Il rendiconto finanziario riassume tutti i flussi di cassa di un’impresa, avvenuti in un determinato periodo di tempo. In altre parole il rendiconto finanziario contiene l’indicazione di tutte le fonti che hanno portato a incrementare i fondi liquidi disponibili della società e il tracciamento di tutti gli impieghi di capitale sostenuto dall’impresa. Se volessimo spiegarlo in modo ancora più semplice, è possibile affermare che il rendiconto finanziario indica quanto “denaroè entrato e uscito dal conto aziendale e quali sono i fattori che ne hanno determinato tutte le variazioni.

La rendicontazione di questo documento non tiene conto della distinzione tra attività, passività, ricavi o costi. Di tutte queste voci è presa in considerazione solo quelle sottovoci per le quale c’è stato nel concreto, un’entrata o un’uscita di cassa.

Un importante strumento di controllo nella gestione di un’azienda

Il rendiconto finanziario è uno strumento potente e importante per un’impresa. Serve infatti a determinare la disponibilità di denaro dell’azienda. Inoltre permette di controllare le variazioni della disponibilità di denaro nel tempo. Serve quindi ad anticipare le dinamiche di entrate ed uscite dalle casse d’impresa.

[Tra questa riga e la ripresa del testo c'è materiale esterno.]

use url::Url;

/// Target suffixes that cannot be reached by following rendered links
const DOCUMENT_SUFFIXES: &[&str] = &[".pdf", ".doc", ".docx"];

/// Outbound link suffixes that are never rendered as pages
const SKIPPED_LINK_SUFFIXES: &[&str] = &[".pdf", ".jpg", ".png"];

/// Drops an in-page fragment (`#...`) from a link
///
/// Only the last `#` is considered, matching how a browser reports `href`.
pub fn strip_fragment(link: &str) -> &str {
    match link.rsplit_once('#') {
        Some((head, _)) => head,
        None => link,
    }
}

/// Returns true if the URL's path names a document (`.pdf`, `.doc`, `.docx`)
///
/// The check is made on the path only, case-insensitively, so query strings
/// and fragments don't hide the extension. Unparseable URLs fall back to the
/// raw string with any query or fragment cut off.
pub fn is_document_url(url: &str) -> bool {
    let path = match Url::parse(url) {
        Ok(parsed) => parsed.path().to_lowercase(),
        Err(_) => url
            .split(['?', '#'])
            .next()
            .unwrap_or_default()
            .to_lowercase(),
    };

    DOCUMENT_SUFFIXES
        .iter()
        .any(|suffix| path.ends_with(suffix))
}

/// Returns true if a (fragment-stripped) link points at a PDF or an image
pub fn is_skipped_link(link: &str) -> bool {
    SKIPPED_LINK_SUFFIXES
        .iter()
        .any(|suffix| link.ends_with(suffix))
}

/// Returns true if the link lies under the search root
///
/// Traversal stays on pages whose URL contains the root URL verbatim, which
/// restricts the search to the root's host and path prefix.
pub fn within_root(link: &str, root_url: &str) -> bool {
    link.contains(root_url)
}
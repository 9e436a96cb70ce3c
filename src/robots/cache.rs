//! Robots.txt caching implementation
//!
//! Entries are keyed by origin and expire after 24 hours.

use crate::robots::{fetch_robots, ParsedRobots};
use chrono::{DateTime, Duration, Utc};
use reqwest::Client;
use std::collections::HashMap;
use std::sync::Mutex;
use url::Url;

/// Cached robots.txt data for one origin
#[derive(Debug, Clone)]
pub struct CachedRobots {
    /// The parsed robots.txt content
    pub content: ParsedRobots,

    /// When the robots.txt was fetched
    pub fetched_at: DateTime<Utc>,
}

impl CachedRobots {
    /// Creates a new CachedRobots stamped with the current time
    pub fn new(content: ParsedRobots) -> Self {
        Self {
            content,
            fetched_at: Utc::now(),
        }
    }

    /// Checks if the cached robots.txt is older than 24 hours
    pub fn is_stale(&self) -> bool {
        Utc::now() - self.fetched_at > Duration::hours(24)
    }

    /// Checks if a URL is allowed according to the cached robots.txt
    pub fn is_allowed(&self, url: &str, user_agent: &str) -> bool {
        self.content.is_allowed(url, user_agent)
    }
}

/// Per-origin robots.txt cache shared by all renders of one renderer
#[derive(Debug, Default)]
pub struct RobotsCache {
    entries: Mutex<HashMap<String, CachedRobots>>,
}

impl RobotsCache {
    pub fn new() -> Self {
        Self::default()
    }

    /// Checks `url` against its origin's robots.txt, fetching it when missing or stale
    pub async fn is_allowed(&self, client: &Client, url: &Url, user_agent: &str) -> bool {
        let origin = url.origin().ascii_serialization();

        if let Some(cached) = self.lookup(&origin) {
            return cached.is_allowed(url.as_str(), user_agent);
        }

        let cached = CachedRobots::new(fetch_robots(client, url).await);
        let allowed = cached.is_allowed(url.as_str(), user_agent);
        self.store(origin, cached);
        allowed
    }

    /// Number of origins currently cached
    pub fn len(&self) -> usize {
        self.lock().len()
    }

    pub fn is_empty(&self) -> bool {
        self.len() == 0
    }

    fn lookup(&self, origin: &str) -> Option<CachedRobots> {
        self.lock()
            .get(origin)
            .filter(|cached| !cached.is_stale())
            .cloned()
    }

    fn store(&self, origin: String, cached: CachedRobots) {
        self.lock().insert(origin, cached);
    }

    fn lock(&self) -> std::sync::MutexGuard<'_, HashMap<String, CachedRobots>> {
        self.entries
            .lock()
            .unwrap_or_else(|poisoned| poisoned.into_inner())
    }
}
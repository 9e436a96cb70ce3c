//! Navigation search: minimum on-site clicks from a root page to a target
//!
//! This module contains the core of the crate:
//! - Target preparation (document filtering, canonical URL forms)
//! - The per-computation registry of visited URLs
//! - Crawl nodes (one rendered page each)
//! - Level-by-level search from the root until a target is hit

mod context;
mod node;
mod search;
mod state;
mod targets;
mod visited;

#[cfg(test)]
pub(crate) mod testing;

pub use context::{RenderMemo, SearchContext, SearchStats};
pub use node::CrawlNode;
pub use search::{NavigationRequest, NavigationSearch, SearchOutcome, SearchResult, NOT_FOUND_CLICKS};
pub use state::SearchState;
pub use targets::{filter_document_targets, TargetSet, UrlCanonicalizer};
pub use visited::VisitedRegistry;
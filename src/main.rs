//! Click-Distance main entry point
//!
//! This is the command-line interface for the Click-Distance navigation meter.

use anyhow::Context;
use clap::Parser;
use click_distance::config::{load_config_with_hash, Config, SiteEntry};
use click_distance::navigation::{NavigationRequest, NavigationSearch};
use click_distance::output::{print_table, write_json_lines, SiteReport};
use click_distance::render::build_renderer;
use std::path::PathBuf;
use tracing_subscriber::EnvFilter;

/// Click-Distance: how many clicks from a homepage to the pages that matter
///
/// For every configured site, Click-Distance renders the homepage and follows
/// on-site links level by level until it reaches one of the site's target
/// pages, then reports the number of clicks and the path taken.
#[derive(Parser, Debug)]
#[command(name = "click-distance")]
#[command(version)]
#[command(about = "Measures click distance from a homepage to target pages", long_about = None)]
struct Cli {
    /// Path to TOML configuration file
    #[arg(value_name = "CONFIG")]
    config: PathBuf,

    /// Increase logging verbosity (-v, -vv, -vvv)
    #[arg(short, long, action = clap::ArgAction::Count)]
    verbose: u8,

    /// Suppress non-error output
    #[arg(short, long, conflicts_with = "verbose")]
    quiet: bool,

    /// Validate config and show what would be measured without rendering anything
    #[arg(long)]
    dry_run: bool,

    /// Only measure the named site (repeatable)
    #[arg(long = "site", value_name = "NAME")]
    sites: Vec<String>,

    /// Print one JSON object per site instead of a table
    #[arg(long)]
    json: bool,
}

#[tokio::main]
async fn main() -> anyhow::Result<()> {
    let cli = Cli::parse();

    setup_logging(cli.verbose, cli.quiet);

    tracing::info!("Loading configuration from: {}", cli.config.display());
    let (config, config_hash) = load_config_with_hash(&cli.config)
        .with_context(|| format!("failed to load {}", cli.config.display()))?;
    tracing::info!("Configuration loaded successfully (hash: {})", config_hash);

    let sites = select_sites(&config, &cli.sites)?;

    if cli.dry_run {
        handle_dry_run(&config, &sites);
        return Ok(());
    }

    let reports = handle_measure(&config, &sites).await?;

    if cli.json {
        write_json_lines(std::io::stdout().lock(), &reports)?;
    } else {
        print_table(&reports);
    }

    Ok(())
}

/// Sets up the logging/tracing subscriber based on verbosity level
fn setup_logging(verbose: u8, quiet: bool) {
    let filter = if quiet {
        EnvFilter::new("error")
    } else {
        match verbose {
            0 => EnvFilter::new("click_distance=info,warn"),
            1 => EnvFilter::new("click_distance=debug,info"),
            2 => EnvFilter::new("click_distance=trace,debug"),
            _ => EnvFilter::new("trace"),
        }
    };

    tracing_subscriber::fmt()
        .with_env_filter(filter)
        .with_target(false)
        .with_thread_ids(false)
        .with_file(false)
        .with_writer(std::io::stderr)
        .init();
}

/// Picks the sites named on the command line, or all of them
fn select_sites<'c>(config: &'c Config, names: &[String]) -> anyhow::Result<Vec<&'c SiteEntry>> {
    if names.is_empty() {
        return Ok(config.sites.iter().collect());
    }

    names
        .iter()
        .map(|name| {
            config
                .sites
                .iter()
                .find(|site| &site.name == name)
                .with_context(|| format!("no site named '{}' in configuration", name))
        })
        .collect()
}

/// Handles the --dry-run mode: shows what would be measured
fn handle_dry_run(config: &Config, sites: &[&SiteEntry]) {
    println!("=== Click-Distance Dry Run ===\n");

    println!("Navigation:");
    println!("  Level threshold: {}", config.navigation.level_threshold);
    println!(
        "  Max concurrent renders: {}",
        config.navigation.max_concurrent_renders
    );

    println!("\nRenderer:");
    println!("  Mode: {:?}", config.renderer.mode);
    println!("  Headless: {}", config.renderer.headless);
    println!("  Page load timeout: {}s", config.renderer.page_load_timeout);
    println!("  Settle delay: {}ms", config.renderer.settle_delay);
    println!("  Respect robots.txt: {}", config.renderer.respect_robots);

    println!("\nUser Agent:");
    println!("  {}", config.user_agent.header_value());

    println!("\nSites ({}):", sites.len());
    for site in sites {
        println!(
            "  - {} ({}, {} targets, link count {})",
            site.name,
            site.root,
            site.targets.len(),
            site.effective_link_count()
        );
        for target in &site.targets {
            println!("    * {}", target);
        }
    }

    println!("\n✓ Configuration is valid");
}

/// Runs one navigation search per site, one site after another
async fn handle_measure(config: &Config, sites: &[&SiteEntry]) -> anyhow::Result<Vec<SiteReport>> {
    let renderer = build_renderer(&config.renderer, &config.user_agent)
        .context("failed to start page renderer")?;
    let search = NavigationSearch::new(&*renderer, config.navigation.clone());

    let mut reports = Vec::with_capacity(sites.len());
    for site in sites {
        tracing::info!("Measuring {}", site.name);

        let request = NavigationRequest::new(site.root.clone(), site.targets.clone())
            .with_link_count(site.effective_link_count());
        let outcome = search.run(&request).await;

        reports.push(SiteReport::from_outcome(site, &outcome));
    }

    let found = reports.iter().filter(|r| r.is_found()).count();
    tracing::info!("Measured {} sites, {} reached a target", reports.len(), found);

    Ok(reports)
}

Il rendiconto finanziario inoltre aumenta la credibilità dell’azienda, quando questa, ad esempio, cerca di accedere al credito tramite gli istituti bancari. La capacità di misurare e controllare le dinamiche finanziarie di un’attività è sinonimo di affidabilità (rating).

Infatti da un rendiconto finanziario è possibile calcolare:

  1. se l’azienda è in grado di pagare gli interessi passivi sui prestiti
  2. la capacità di rimborsa i finanziamenti richiesti
  3. se è in grado di pagare le imposte (IRPEF, IRES, IRAP)
  4. la necessità di richiedere un nuovo finanziamento
  5. la programmazione per futuri investimenti

Principi e finalità

In base al principio OIC n°10 il rendiconto finanziario deve riassumere:

  • l’attività di finanziamento (sia autofinanziamento sia esterno);
  • le variazioni delle risorse finanziarie causate dall’attività produttiva di reddito;
  • l’attività di investimento dell’impresa;
  • le variazioni della situazione patrimoniale-finanziaria.

Il Rendiconto Finanziario

Le finalità da raggiungere invece sono:

  • Conoscere per effetto di quali cause è variata la situazione patrimoniale dell’impresa rispetto alla chiusura dell’esercizio precedente;
  • Esplicitare le modalità di reperimento delle risorse finanziarie,
  • Esplicitare le modalità di utilizzo delle risorse finanziarie;
  • Evidenziare le correlazioni esistenti tra le singole categorie di fonte e le singole categorie di impieghi;
  • Determinare le incidenze percentuali delle fonti e degli impieghi di risorse sul totale delle medesime.

Il Rendiconto Finanziario: compilazione e contenuto

Non si tratta di un documento facile da compilare. In generale il rendiconto è impostato secondo due diverse modalità:

  1. Metodo Diretto
  2. Metodo Indiretto

Metodo Diretto

Tiene conto della traccia di tutti i movimenti in entrata e in uscita. Questi sono classificati in base alla loro entità e natura.

Metodo Indiretto

In questo caso la rendicontazione parte dall’Utile Netto. L’utile netto non tiene conto degli elementi che non hanno natura monetaria. In questo modo è possibile arrivare a individuare esattamente incassi ed esborsi. Questo secondo metodo è il più diffuso, perché legato strettamente alla redazione dello Stato patrimoniale e del conto economico.